Słowem, coś się dzieje pod powierzchnią Teneryfy i sejsmologowie przewidują, co. To wulkan Teide szykuje się do erupcji.
Ta góra wznosi się na 3718 m n.p.m. Ten stratowulkan jest najwyższym szczytem Hiszpanii i zarazem najwyższym szczytem na jakiejkolwiek wyspie atlantyckiej. Szczyt jest niezwykle ważny, wręcz mityczny dla miejscowych Guanczów, którzy wierzyli, że stanowi miejsce przebywania ich bogów. I tym tłumaczyli jego aktywność.
Teide już kiedyś zgładził całe miasto
Teide jest wulkanem czynnym. Szczególnie aktywny był w XVIII wieku, a największa erupcja czasów współczesnych miała miejsce w 1909 roku, wtedy dwa kilometry kwadratowe pokryły się lawą. W 1706 roku wulkan zakończył istnienie kwitnącego tu miasta i portu Garachico.
Od 5 lutego sejsmologowie notują dodatkowe wstrząsy w pobliżu szczytu Teide. Według Komitetu Naukowego ds. Oceny i Monitorowania Zjawisk Wulkanicznych podniesienie się płyty Teneryfy o centymetr i wahania emisji gazów oraz owe wstrząsy wskazują na rosnący wzrost ciśnienia w systemie hydrotermalnym pod stratowulkanem. Erupcja nadchodzi i takie ostrzeżenie zostało wydane.

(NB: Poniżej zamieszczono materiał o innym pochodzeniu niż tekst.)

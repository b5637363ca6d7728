use pretty_assertions::assert_eq;

use super::*;

#[test]
fn builtin_keys_line_up_with_constants() {
    assert_eq!(TypeIndex::INT_IMM.key(), "IntImm");
    assert_eq!(TypeIndex::STR_MAP.key(), "StrMap");
    assert_eq!(TypeIndex::SIZE_VAR.key(), "SizeVar");
    assert_eq!(TypeIndex::FLOOR_MOD.key(), "FloorMod");
    assert_eq!(TypeIndex::NE.key(), "NE");
    assert_eq!(TypeIndex::SELECT.key(), "Select");
    assert_eq!(TypeIndex::SELECT.raw() + 1, TypeIndex::FIRST_DYNAMIC);
}

#[test]
fn builtins_are_preregistered() {
    assert_eq!(TypeIndex::lookup("Add"), Some(TypeIndex::ADD));
    assert_eq!(TypeIndex::lookup("Call"), Some(TypeIndex::CALL));
    assert!(TypeIndex::CALL.is_builtin());
}

#[test]
fn builtin_keys_cannot_be_registered() {
    let err = TypeRegistryError::Builtin { key: "Add" };
    assert_eq!(TypeIndex::try_register("Add"), Err(err.clone()));
    assert!(err.to_string().contains("`Add` is a built-in"));
    assert_eq!(TypeIndex::lookup("Add"), Some(TypeIndex::ADD));
}

#[test]
#[should_panic(expected = "built-in attribute type")]
fn register_panics_on_builtin_key() {
    TypeIndex::register("Call");
}

#[test]
fn register_is_idempotent() {
    let first = TypeIndex::register("test.type_index.Conv2DAttrs");
    let second = TypeIndex::register("test.type_index.Conv2DAttrs");
    assert_eq!(first, second);
    assert!(!first.is_builtin());
    assert_eq!(first.key(), "test.type_index.Conv2DAttrs");
    assert_eq!(
        TypeIndex::lookup("test.type_index.Conv2DAttrs"),
        Some(first)
    );
}

#[test]
fn distinct_keys_get_distinct_indices() {
    let a = TypeIndex::register("test.type_index.PoolAttrs");
    let b = TypeIndex::register("test.type_index.ResizeAttrs");
    assert_ne!(a, b);
    assert!(a.raw() >= TypeIndex::FIRST_DYNAMIC);
    assert!(b.raw() >= TypeIndex::FIRST_DYNAMIC);
}

#[test]
fn concurrent_registration_agrees() {
    let handles: Vec<_> = (0..8)
        .map(|_| std::thread::spawn(|| TypeIndex::register("test.type_index.Shared")))
        .collect();
    let indices: Vec<TypeIndex> = handles
        .into_iter()
        .map(|h| h.join().unwrap_or_else(|_| panic!("registration thread panicked")))
        .collect();
    assert!(indices.windows(2).all(|w| w[0] == w[1]));
}

#[test]
fn unknown_key_lookup() {
    assert_eq!(TypeIndex::lookup("test.type_index.NeverRegistered"), None);
}

#[test]
fn debug_and_display() {
    assert_eq!(format!("{}", TypeIndex::ARRAY), "Array");
    assert_eq!(format!("{:?}", TypeIndex::ARRAY), "TypeIndex(3: Array)");
}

Jeżeli bowiem ciśnienie pod wyspą nie spadnie, powierzchnia wyspy pęknie i wtedy magma wydostanie się na zewnątrz. To rozpocznie proces erupcji wulkanu Teide.
Wulkan z Teneryfy może zablokować ruch samolotowy
Itahiza Domínguez, szef National Geographic Institute na Wyspach Kanaryjskich, mówi, że to kwestia czasu. Pozostaje oszacowanie już nie czy, ale kiedy Teide eksploduje. A taka erupcja może być katastrofalna nie tylko dla samej Teneryfy i Wysp Kanaryjskich, które żyją z turystyki. Teide jest w stanie zakłócić ruch powietrzny nad Atlantykiem i spowodować spore straty z tego wynikające.
Symulacje komputerowe przeprowadzone przez Hiszpanów wskazują na to, że strumienie lawy, obłoki pyłu piroklastyczne i gazy mogą uderzyć w rejon Santa Cruz de Tenerife. Narażone będzie wiele turystycznych miejscowości w północnej części wyspy. Przypomnijmy, że wulkan Teide znajduje się w środkowej części wyspy. Od Santa Cruz de Tenerife dzieli go 60 km.